_WHAT THE TASK ASKS_. The response should consist solely of the lines running from the line with "pub enum CoreError" to the end of the data, retyped exactly.

_RECORDS FOR THE EXERCISE_.
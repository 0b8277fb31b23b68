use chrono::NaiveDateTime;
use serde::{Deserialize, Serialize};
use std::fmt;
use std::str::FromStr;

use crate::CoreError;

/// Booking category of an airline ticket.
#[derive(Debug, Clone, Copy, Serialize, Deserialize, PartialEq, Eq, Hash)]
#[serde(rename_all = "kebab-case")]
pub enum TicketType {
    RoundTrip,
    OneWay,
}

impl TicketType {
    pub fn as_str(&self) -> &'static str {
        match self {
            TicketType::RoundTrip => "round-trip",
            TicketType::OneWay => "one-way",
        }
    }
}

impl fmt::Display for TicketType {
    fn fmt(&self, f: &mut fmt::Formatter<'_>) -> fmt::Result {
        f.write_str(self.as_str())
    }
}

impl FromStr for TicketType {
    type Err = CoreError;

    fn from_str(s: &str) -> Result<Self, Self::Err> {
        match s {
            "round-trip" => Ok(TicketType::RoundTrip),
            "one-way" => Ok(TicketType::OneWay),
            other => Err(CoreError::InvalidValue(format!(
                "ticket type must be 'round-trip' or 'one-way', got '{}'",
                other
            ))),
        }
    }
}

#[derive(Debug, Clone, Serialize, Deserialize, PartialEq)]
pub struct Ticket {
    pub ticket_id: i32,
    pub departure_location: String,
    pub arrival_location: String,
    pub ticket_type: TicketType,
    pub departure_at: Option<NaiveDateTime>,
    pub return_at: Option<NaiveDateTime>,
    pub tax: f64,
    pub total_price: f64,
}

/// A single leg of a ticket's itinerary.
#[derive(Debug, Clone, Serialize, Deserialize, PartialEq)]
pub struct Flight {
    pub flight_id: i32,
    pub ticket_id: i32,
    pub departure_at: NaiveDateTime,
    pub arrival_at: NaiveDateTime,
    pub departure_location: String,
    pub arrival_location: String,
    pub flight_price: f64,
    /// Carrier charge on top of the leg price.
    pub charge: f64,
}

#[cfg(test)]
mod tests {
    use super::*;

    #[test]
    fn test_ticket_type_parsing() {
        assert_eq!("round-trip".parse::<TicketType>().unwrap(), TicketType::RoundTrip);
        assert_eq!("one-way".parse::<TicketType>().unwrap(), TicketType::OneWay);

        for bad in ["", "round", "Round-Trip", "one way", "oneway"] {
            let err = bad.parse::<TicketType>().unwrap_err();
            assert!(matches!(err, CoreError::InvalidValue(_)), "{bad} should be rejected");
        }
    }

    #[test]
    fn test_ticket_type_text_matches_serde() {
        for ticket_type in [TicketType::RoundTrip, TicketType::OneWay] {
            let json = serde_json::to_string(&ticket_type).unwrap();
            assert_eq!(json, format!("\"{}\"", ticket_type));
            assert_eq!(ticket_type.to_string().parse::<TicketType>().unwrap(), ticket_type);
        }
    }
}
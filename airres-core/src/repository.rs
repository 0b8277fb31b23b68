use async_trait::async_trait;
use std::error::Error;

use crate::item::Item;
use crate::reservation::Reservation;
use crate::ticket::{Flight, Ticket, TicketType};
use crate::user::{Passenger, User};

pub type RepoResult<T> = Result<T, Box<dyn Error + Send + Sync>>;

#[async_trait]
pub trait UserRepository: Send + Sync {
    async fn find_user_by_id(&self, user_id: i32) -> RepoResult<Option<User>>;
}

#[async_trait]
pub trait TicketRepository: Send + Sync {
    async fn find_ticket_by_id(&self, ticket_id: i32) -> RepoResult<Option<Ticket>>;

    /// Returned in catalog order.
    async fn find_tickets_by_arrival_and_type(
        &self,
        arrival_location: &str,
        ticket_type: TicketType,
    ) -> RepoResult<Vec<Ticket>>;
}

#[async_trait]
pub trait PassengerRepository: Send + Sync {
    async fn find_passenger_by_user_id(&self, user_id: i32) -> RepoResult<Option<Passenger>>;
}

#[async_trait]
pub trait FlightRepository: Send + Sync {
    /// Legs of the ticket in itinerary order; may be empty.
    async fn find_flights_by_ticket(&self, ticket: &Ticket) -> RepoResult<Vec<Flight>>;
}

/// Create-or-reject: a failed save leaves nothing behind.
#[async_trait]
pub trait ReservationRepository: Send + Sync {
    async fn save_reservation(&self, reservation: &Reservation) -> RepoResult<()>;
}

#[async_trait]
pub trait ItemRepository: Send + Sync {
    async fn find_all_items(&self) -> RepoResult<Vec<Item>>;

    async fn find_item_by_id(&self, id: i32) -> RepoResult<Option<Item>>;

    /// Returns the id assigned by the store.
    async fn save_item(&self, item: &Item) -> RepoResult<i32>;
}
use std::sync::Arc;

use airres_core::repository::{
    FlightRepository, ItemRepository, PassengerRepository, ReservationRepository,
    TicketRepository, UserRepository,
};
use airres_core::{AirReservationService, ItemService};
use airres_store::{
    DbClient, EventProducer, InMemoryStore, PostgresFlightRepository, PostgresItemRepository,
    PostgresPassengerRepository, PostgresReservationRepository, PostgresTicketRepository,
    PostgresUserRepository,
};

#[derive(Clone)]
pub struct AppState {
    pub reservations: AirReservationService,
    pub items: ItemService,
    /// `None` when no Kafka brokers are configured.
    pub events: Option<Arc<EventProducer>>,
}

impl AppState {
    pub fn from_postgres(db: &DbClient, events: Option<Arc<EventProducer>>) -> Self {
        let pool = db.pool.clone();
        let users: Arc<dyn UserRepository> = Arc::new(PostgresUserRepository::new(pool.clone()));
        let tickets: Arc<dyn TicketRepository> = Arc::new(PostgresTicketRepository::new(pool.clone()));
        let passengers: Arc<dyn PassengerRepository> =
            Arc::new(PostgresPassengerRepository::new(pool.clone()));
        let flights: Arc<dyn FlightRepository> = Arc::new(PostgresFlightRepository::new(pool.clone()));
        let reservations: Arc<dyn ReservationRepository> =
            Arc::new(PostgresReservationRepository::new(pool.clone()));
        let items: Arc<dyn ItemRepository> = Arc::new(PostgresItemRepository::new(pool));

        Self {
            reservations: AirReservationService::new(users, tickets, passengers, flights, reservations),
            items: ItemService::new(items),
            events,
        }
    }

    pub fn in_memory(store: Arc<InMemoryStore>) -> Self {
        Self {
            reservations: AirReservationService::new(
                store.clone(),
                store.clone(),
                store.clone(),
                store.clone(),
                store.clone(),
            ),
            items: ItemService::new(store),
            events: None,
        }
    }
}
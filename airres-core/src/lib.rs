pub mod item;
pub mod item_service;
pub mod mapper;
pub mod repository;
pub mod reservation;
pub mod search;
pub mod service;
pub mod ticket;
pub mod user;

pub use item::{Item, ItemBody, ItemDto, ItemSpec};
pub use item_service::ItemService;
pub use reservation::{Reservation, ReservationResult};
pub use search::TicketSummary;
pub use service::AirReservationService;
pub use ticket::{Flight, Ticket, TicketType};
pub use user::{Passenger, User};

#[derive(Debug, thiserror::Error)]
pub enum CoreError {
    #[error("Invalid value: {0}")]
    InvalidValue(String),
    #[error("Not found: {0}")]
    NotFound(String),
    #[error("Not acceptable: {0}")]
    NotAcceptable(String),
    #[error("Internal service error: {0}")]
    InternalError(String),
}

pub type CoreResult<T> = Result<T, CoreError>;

_OUTPUT_.
pub enum CoreError {
    #[error("Invalid value: {0}")]
    InvalidValue(String),
    #[error("Not found: {0}")]
    NotFound(String),
    #[error("Not acceptable: {0}")]
    NotAcceptable(String),
    #[error("Internal service error: {0}")]
    InternalError(String),
}

pub type CoreResult<T> = Result<T, CoreError>;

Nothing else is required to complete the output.